====== INPUT DATA ======

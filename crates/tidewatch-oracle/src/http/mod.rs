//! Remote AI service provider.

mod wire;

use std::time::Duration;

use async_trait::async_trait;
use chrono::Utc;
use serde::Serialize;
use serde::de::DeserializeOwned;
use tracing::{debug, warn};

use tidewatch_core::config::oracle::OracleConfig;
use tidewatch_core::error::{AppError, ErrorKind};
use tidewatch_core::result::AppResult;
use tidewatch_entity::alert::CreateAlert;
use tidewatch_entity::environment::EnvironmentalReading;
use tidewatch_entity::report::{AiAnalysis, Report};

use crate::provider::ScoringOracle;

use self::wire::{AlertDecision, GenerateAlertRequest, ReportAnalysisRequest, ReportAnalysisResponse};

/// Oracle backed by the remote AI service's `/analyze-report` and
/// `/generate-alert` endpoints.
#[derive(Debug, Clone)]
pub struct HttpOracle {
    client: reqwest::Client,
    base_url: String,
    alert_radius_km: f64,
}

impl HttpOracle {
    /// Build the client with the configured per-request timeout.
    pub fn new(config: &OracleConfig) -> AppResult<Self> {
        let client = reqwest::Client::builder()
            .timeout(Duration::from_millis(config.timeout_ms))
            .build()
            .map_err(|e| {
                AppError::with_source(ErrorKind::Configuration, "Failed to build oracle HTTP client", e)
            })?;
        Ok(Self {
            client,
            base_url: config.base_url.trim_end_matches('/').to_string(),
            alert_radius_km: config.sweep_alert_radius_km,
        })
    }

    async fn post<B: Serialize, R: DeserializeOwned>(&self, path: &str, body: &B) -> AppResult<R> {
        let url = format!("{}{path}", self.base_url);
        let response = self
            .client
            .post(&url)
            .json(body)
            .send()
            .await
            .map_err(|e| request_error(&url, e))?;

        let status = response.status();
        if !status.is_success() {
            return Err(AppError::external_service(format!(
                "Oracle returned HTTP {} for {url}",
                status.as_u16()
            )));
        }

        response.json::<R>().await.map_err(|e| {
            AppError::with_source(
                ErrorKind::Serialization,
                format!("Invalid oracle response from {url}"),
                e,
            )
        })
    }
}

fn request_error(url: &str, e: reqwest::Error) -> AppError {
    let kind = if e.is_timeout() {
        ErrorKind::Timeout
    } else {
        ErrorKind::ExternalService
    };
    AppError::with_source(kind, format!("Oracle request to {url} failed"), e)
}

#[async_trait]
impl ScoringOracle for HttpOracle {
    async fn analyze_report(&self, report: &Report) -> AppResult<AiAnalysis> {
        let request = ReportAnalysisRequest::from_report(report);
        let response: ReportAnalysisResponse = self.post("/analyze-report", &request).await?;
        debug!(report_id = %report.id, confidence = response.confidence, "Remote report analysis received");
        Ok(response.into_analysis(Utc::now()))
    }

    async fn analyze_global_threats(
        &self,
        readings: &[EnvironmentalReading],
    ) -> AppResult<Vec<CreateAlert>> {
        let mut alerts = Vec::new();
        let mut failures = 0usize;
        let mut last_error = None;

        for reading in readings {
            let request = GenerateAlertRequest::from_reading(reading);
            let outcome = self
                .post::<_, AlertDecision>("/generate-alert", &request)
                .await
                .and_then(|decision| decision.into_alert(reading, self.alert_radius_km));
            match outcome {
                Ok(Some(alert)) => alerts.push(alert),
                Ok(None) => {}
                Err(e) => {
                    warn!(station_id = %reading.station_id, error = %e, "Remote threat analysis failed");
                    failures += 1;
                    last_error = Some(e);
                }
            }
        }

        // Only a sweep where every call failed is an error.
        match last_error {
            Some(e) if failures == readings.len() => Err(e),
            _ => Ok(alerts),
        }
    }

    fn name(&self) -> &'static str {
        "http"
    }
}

======
====== INPUT DATA ======

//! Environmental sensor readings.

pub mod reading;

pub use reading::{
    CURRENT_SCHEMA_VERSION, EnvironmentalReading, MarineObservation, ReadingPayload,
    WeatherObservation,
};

======

**WORK TO COMPLETE:**
Copy every line of the listing where the word "ScoringOracle" appears.

**WRITTEN REPLY:**
use crate::provider::ScoringOracle;
impl ScoringOracle for HttpOracle {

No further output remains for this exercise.